The goal of the international study was to compare adult financial literacy levels across more than 140 nations. Financial literacy was measured using questions assessing basic knowledge of four fundamental concepts: numeracy or capacity to do simple calculations in the context of interest rates, interest compounding, inflation, and risk diversification. Respondents were deemed “financially literate” if they could correctly answer three of the four questions. The Global Financial Literacy Excellence Center helped design the survey and analyze the results.
Staggeringly, we found that only one in three adults is financially literate around the world. While Americans far a bit better, only a little more than half of US adults scores this well, a finding that bodes ill for one of the world’s most advanced financial markets.

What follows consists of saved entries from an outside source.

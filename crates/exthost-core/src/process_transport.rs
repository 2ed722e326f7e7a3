use crate::channel::Channel;
use crate::error::ChannelError;
use crate::event::Emitter;
use crate::protocol::ControlMessage;
use serde::{Deserialize, Serialize};
use std::sync::atomic::{AtomicBool, Ordering};
use std::sync::Arc;
use tokio::io::{AsyncBufReadExt, AsyncRead, AsyncWrite, AsyncWriteExt, BufReader};
use tokio::sync::{mpsc, oneshot};
use tokio_util::sync::CancellationToken;

/// One newline-delimited JSON line on a host pipe. RPC payloads that are not
/// UTF-8 travel on `rpc_binary` as a byte array.
#[derive(Clone, Debug, Serialize, Deserialize, PartialEq)]
#[serde(tag = "lane", rename_all = "snake_case")]
pub enum WireFrame {
    Rpc { payload: String },
    RpcBinary { payload: Vec<u8> },
    Control { message: ControlMessage },
}

enum Outbound {
    Frame(WireFrame),
    Flush(oneshot::Sender<()>),
}

struct PipeShared {
    outbound: mpsc::UnboundedSender<Outbound>,
    on_rpc: Emitter<Vec<u8>>,
    on_control: Emitter<ControlMessage>,
    on_close: Emitter<()>,
    closed: AtomicBool,
    shutdown: CancellationToken,
}

impl PipeShared {
    fn push(&self, frame: WireFrame) -> Result<(), ChannelError> {
        if self.closed.load(Ordering::SeqCst) {
            return Err(ChannelError::Closed);
        }
        self.outbound
            .send(Outbound::Frame(frame))
            .map_err(|_| ChannelError::Closed)
    }

    fn mark_closed(&self) {
        if !self.closed.swap(true, Ordering::SeqCst) {
            self.on_close.fire(&());
        }
    }
}

/// RPC lane of a host pipe.
pub struct PipeChannel {
    shared: Arc<PipeShared>,
}

/// Process-control lane of a host pipe, kept apart from RPC traffic.
pub struct ControlLane {
    shared: Arc<PipeShared>,
}

impl Channel for PipeChannel {
    fn send(&self, bytes: Vec<u8>) -> Result<(), ChannelError> {
        let frame = match String::from_utf8(bytes) {
            Ok(payload) => WireFrame::Rpc { payload },
            Err(err) => WireFrame::RpcBinary {
                payload: err.into_bytes(),
            },
        };
        self.shared.push(frame)
    }

    fn on_message(&self) -> &Emitter<Vec<u8>> {
        &self.shared.on_rpc
    }

    fn close(&self) {
        self.shared.mark_closed();
        self.shared.shutdown.cancel();
    }

    fn is_closed(&self) -> bool {
        self.shared.closed.load(Ordering::SeqCst)
    }
}

impl ControlLane {
    pub fn send(&self, message: ControlMessage) -> Result<(), ChannelError> {
        self.shared.push(WireFrame::Control { message })
    }

    /// Resolves once every frame queued before the call has been written.
    pub async fn flush(&self) -> Result<(), ChannelError> {
        let (tx, rx) = oneshot::channel();
        self.shared
            .outbound
            .send(Outbound::Flush(tx))
            .map_err(|_| ChannelError::Closed)?;
        rx.await.map_err(|_| ChannelError::Closed)
    }

    pub fn on_message(&self) -> &Emitter<ControlMessage> {
        &self.shared.on_control
    }

    /// Fired once, when the peer's end of the pipe is gone or the pipe is closed locally.
    pub fn on_close(&self) -> &Emitter<()> {
        &self.shared.on_close
    }

    pub fn is_closed(&self) -> bool {
        self.shared.closed.load(Ordering::SeqCst)
    }
}

/// Frames `reader`/`writer` as a host pipe. Must be called within a Tokio runtime.
pub fn spawn_pipe<R, W>(reader: R, writer: W) -> (Arc<PipeChannel>, Arc<ControlLane>)
where
    R: AsyncRead + Unpin + Send + 'static,
    W: AsyncWrite + Unpin + Send + 'static,
{
    let (tx, rx) = mpsc::unbounded_channel();
    let shared = Arc::new(PipeShared {
        outbound: tx,
        on_rpc: Emitter::new(),
        on_control: Emitter::new(),
        on_close: Emitter::new(),
        closed: AtomicBool::new(false),
        shutdown: CancellationToken::new(),
    });

    tokio::spawn(write_loop(writer, rx, shared.shutdown.clone()));
    tokio::spawn(read_loop(reader, shared.clone()));

    (
        Arc::new(PipeChannel {
            shared: shared.clone(),
        }),
        Arc::new(ControlLane { shared }),
    )
}

async fn write_loop<W: AsyncWrite + Unpin>(
    mut writer: W,
    mut rx: mpsc::UnboundedReceiver<Outbound>,
    shutdown: CancellationToken,
) {
    loop {
        let next = tokio::select! {
            next = rx.recv() => next,
            _ = shutdown.cancelled() => None,
        };
        let Some(next) = next else {
            break;
        };

        match next {
            Outbound::Frame(frame) => {
                let mut line = match serde_json::to_vec(&frame) {
                    Ok(line) => line,
                    Err(err) => {
                        tracing::warn!(error = %err, "serialize pipe frame failed");
                        continue;
                    }
                };
                line.push(b'\n');
                if let Err(err) = writer.write_all(&line).await {
                    tracing::debug!(error = %err, "write pipe failed");
                    break;
                }
                if let Err(err) = writer.flush().await {
                    tracing::debug!(error = %err, "flush pipe failed");
                    break;
                }
            }
            Outbound::Flush(done) => {
                let _ = done.send(());
            }
        }
    }
    let _ = writer.shutdown().await;
}

async fn read_loop<R: AsyncRead + Unpin>(reader: R, shared: Arc<PipeShared>) {
    let mut lines = BufReader::new(reader).lines();
    loop {
        let line = tokio::select! {
            line = lines.next_line() => line,
            _ = shared.shutdown.cancelled() => break,
        };
        let line = match line {
            Ok(Some(line)) => line,
            Ok(None) => break,
            Err(err) => {
                tracing::debug!(error = %err, "read pipe failed");
                break;
            }
        };

        let trimmed = line.trim();
        if trimmed.is_empty() {
            continue;
        }
        match serde_json::from_str::<WireFrame>(trimmed) {
            Ok(WireFrame::Rpc { payload }) => shared.on_rpc.fire(&payload.into_bytes()),
            Ok(WireFrame::RpcBinary { payload }) => shared.on_rpc.fire(&payload),
            Ok(WireFrame::Control { message }) => shared.on_control.fire(&message),
            Err(err) => tracing::warn!(error = %err, "invalid pipe frame"),
        }
    }
    shared.mark_closed();
}

#[cfg(test)]
mod tests {
    use super::*;
    use parking_lot::Mutex;
    use std::time::Duration;

    #[test]
    fn wire_frame_lanes() {
        let frame = WireFrame::Control {
            message: ControlMessage::TerminateAck,
        };
        let json = serde_json::to_string(&frame).expect("serialize frame");
        assert_eq!(json, r#"{"lane":"control","message":{"kind":"terminate_ack"}}"#);

        let parsed: WireFrame =
            serde_json::from_str(r#"{"lane":"rpc","payload":"{}"}"#).expect("parse frame");
        assert_eq!(
            parsed,
            WireFrame::Rpc {
                payload: "{}".to_string()
            }
        );
    }

    #[tokio::test]
    async fn lanes_are_demultiplexed_across_a_duplex_pipe() {
        let (owner_io, host_io) = tokio::io::duplex(4096);
        let (owner_read, owner_write) = tokio::io::split(owner_io);
        let (host_read, host_write) = tokio::io::split(host_io);
        let (owner_rpc, owner_control) = spawn_pipe(owner_read, owner_write);
        let (host_rpc, host_control) = spawn_pipe(host_read, host_write);

        let rpc_seen = Arc::new(Mutex::new(Vec::new()));
        let control_seen = Arc::new(Mutex::new(Vec::new()));
        let _rpc = {
            let seen = rpc_seen.clone();
            host_rpc
                .on_message()
                .subscribe(move |bytes| seen.lock().push(bytes.clone()))
        };
        let _control = {
            let seen = control_seen.clone();
            host_control
                .on_message()
                .subscribe(move |message| seen.lock().push(message.clone()))
        };

        owner_rpc.send(br#"{"kind":"cancel","id":1}"#.to_vec()).expect("rpc send");
        owner_rpc.send(vec![0xff, 0x00, 0xfe]).expect("binary send");
        owner_control
            .send(ControlMessage::TerminateRequest {
                deadline_ms: Some(10),
            })
            .expect("control send");
        owner_control.flush().await.expect("flush");

        for _ in 0..100 {
            if rpc_seen.lock().len() == 2 && !control_seen.lock().is_empty() {
                break;
            }
            tokio::time::sleep(Duration::from_millis(5)).await;
        }
        assert_eq!(
            *rpc_seen.lock(),
            vec![br#"{"kind":"cancel","id":1}"#.to_vec(), vec![0xff, 0x00, 0xfe]]
        );
        assert_eq!(
            *control_seen.lock(),
            vec![ControlMessage::TerminateRequest {
                deadline_ms: Some(10)
            }]
        );
    }

    #[tokio::test]
    async fn peer_shutdown_fires_close_once() {
        let (owner_io, host_io) = tokio::io::duplex(1024);
        let (owner_read, owner_write) = tokio::io::split(owner_io);
        let (_rpc, control) = spawn_pipe(owner_read, owner_write);
        let closes = Arc::new(Mutex::new(0));
        let _listener = {
            let closes = closes.clone();
            control.on_close().subscribe(move |_| *closes.lock() += 1)
        };

        drop(host_io);
        for _ in 0..100 {
            if control.is_closed() {
                break;
            }
            tokio::time::sleep(Duration::from_millis(5)).await;
        }
        assert!(control.is_closed());
        assert_eq!(*closes.lock(), 1);
        assert_eq!(
            control.send(ControlMessage::TerminateAck),
            Err(ChannelError::Closed)
        );
    }
}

More importantly, our research has also identified what people don’t know about their finances. One giant void has to do with compound interest, despite the fact that many are quite vulnerable to interest rate changes. For example, when combining information with the Global Findex data, we find only 66% of Americans who hold credit cards understand interest compounding. In Brazil, Latin America’s largest economy, only about half of credit-card holders can accurately answer our interest-compounding question. Similar results apply to borrowers elsewhere. The logical implication is that, whatever the Federal Reserve decides, most people will snooze through the news. This, of course, can be dangerous to debtors everywhere.
There are a few financial concepts that people do tend to understand, particularly inflation. Naturally, this topic is one where experience matters: having struggled mightily with hyperinflation in the late1980s and early 1990s, two-thirds of Argentinians can answer an inflation question accurately. Similar patterns are observed in Georgia, Bosnia and Herzegovina, and Peru, all of which also suffered under hyperinflation in the past. By contrast, only half of Japanese adults understand the corrosive power of inflation, having suffered deflation over the past few decades. In the U.S., the figure is just shy of two thirds (63%).
Monetary policy affects households and household finances, yet what people know about some of its levers is limited. As interest rates start rising, some people will learn about interest compounding. But this begs the question: should experience alone be our teacher?